Persistence of a fear motivated memory is dependent on hippocampal protein synthesis during a

PEDRO BEKINSCHTEIN; LIONEL MÜLLER IGAZ; IVAN IZQUIERDO; MARTÍN CAMMAROTA; JORGE H. MEDINA

Innsbruck, Austria

Congreso; ISN – ESN 20th BIENNIAL MEETING; 2005

International Society for Neurochemistry-European Society for Neurochemistry

  To the present time, memory research has been extensively and successfully devoted to the study of the mechanisms and brain circuits involved in long term memory formation. It is widely accepted that consolidation for several learning tasks is dependent upon hippocampal de novo protein synthesis.
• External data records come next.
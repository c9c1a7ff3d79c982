// src/metrics/aggregate.rs

//! Numeric helpers: nearest-rank percentiles, rates and means.

/// Nearest-rank percentile: the value at index `floor(n * pct / 100)` of the
/// ascending-sorted sample, clamped to the last element.
///
/// `pct` is in `[0, 100]`. Returns `None` for an empty sample. The input does
/// not need to be sorted.
pub fn percentile(pct: f64, samples: &[f64]) -> Option<f64> {
    if samples.is_empty() {
        return None;
    }
    let mut sorted = samples.to_vec();
    sorted.sort_by(f64::total_cmp);

    let n = sorted.len();
    let rank = (n as f64 * pct.clamp(0.0, 100.0) / 100.0).floor() as usize;
    Some(sorted[rank.min(n - 1)])
}

/// `successes / (successes + failures)`, or 0 when there is nothing to rate.
pub fn success_rate(successes: usize, failures: usize) -> f64 {
    ratio(successes as f64, (successes + failures) as f64)
}

/// `num / den`, or 0 when `den` is 0.
pub fn ratio(num: f64, den: f64) -> f64 {
    if den == 0.0 { 0.0 } else { num / den }
}

pub fn mean(samples: &[f64]) -> Option<f64> {
    if samples.is_empty() {
        None
    } else {
        Some(samples.iter().sum::<f64>() / samples.len() as f64)
    }
}

#[cfg(test)]
mod tests {
    use super::*;

    const TENS: [f64; 10] = [10.0, 20.0, 30.0, 40.0, 50.0, 60.0, 70.0, 80.0, 90.0, 100.0];

    #[test]
    fn median_uses_floor_rank() {
        assert_eq!(percentile(50.0, &TENS), Some(60.0));
    }

    #[test]
    fn zeroth_percentile_is_the_minimum() {
        assert_eq!(percentile(0.0, &TENS), Some(10.0));
        let shuffled = [70.0, 10.0, 40.0];
        assert_eq!(percentile(0.0, &shuffled), Some(10.0));
    }

    #[test]
    fn top_percentiles_clamp_to_the_maximum() {
        assert_eq!(percentile(100.0, &TENS), Some(100.0));
        assert_eq!(percentile(99.0, &TENS), Some(100.0));
        assert_eq!(percentile(90.0, &TENS), Some(100.0));
        assert_eq!(percentile(95.0, &[5.0]), Some(5.0));
    }

    #[test]
    fn empty_inputs() {
        assert_eq!(percentile(50.0, &[]), None);
        assert_eq!(mean(&[]), None);
        assert_eq!(success_rate(0, 0), 0.0);
        assert_eq!(ratio(3.0, 0.0), 0.0);
    }

    #[test]
    fn rates() {
        assert_eq!(success_rate(3, 1), 0.75);
        assert_eq!(mean(&[1.0, 2.0, 6.0]), Some(3.0));
    }
}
In this sense, it has been demonstrated that many learning tasks, including Inhibitory Avoidance (IA), require de novo protein synthesis during the first 6 hr after acquisition. However, the role of early hippocampal protein synthesis in memory persistence has never been addressed. Intra-hippocampal inhibition of protein synthesis by anisomycin caused amnesia for IA learning in a 7-day retention test, but not in a 2-day retention test in a time-dependent manner. A learning-dependent increase in the level of five hippocampal proteins that peaked at 24 hr was detected by immunoblot. Anisomycin infusion that caused a memory deficit at 7 days, prevented c-Fos, Homer-1a and Akt increases at 24 hr. Our results reveal that early and time-restricted protein synthesis in rat hippocampus is required after acquisition for persistence, but not formation of IA memory. This hippocampal mechanism for memory persistence may involve c-Fos and Homer-1a expression around 24 hr after acquisition.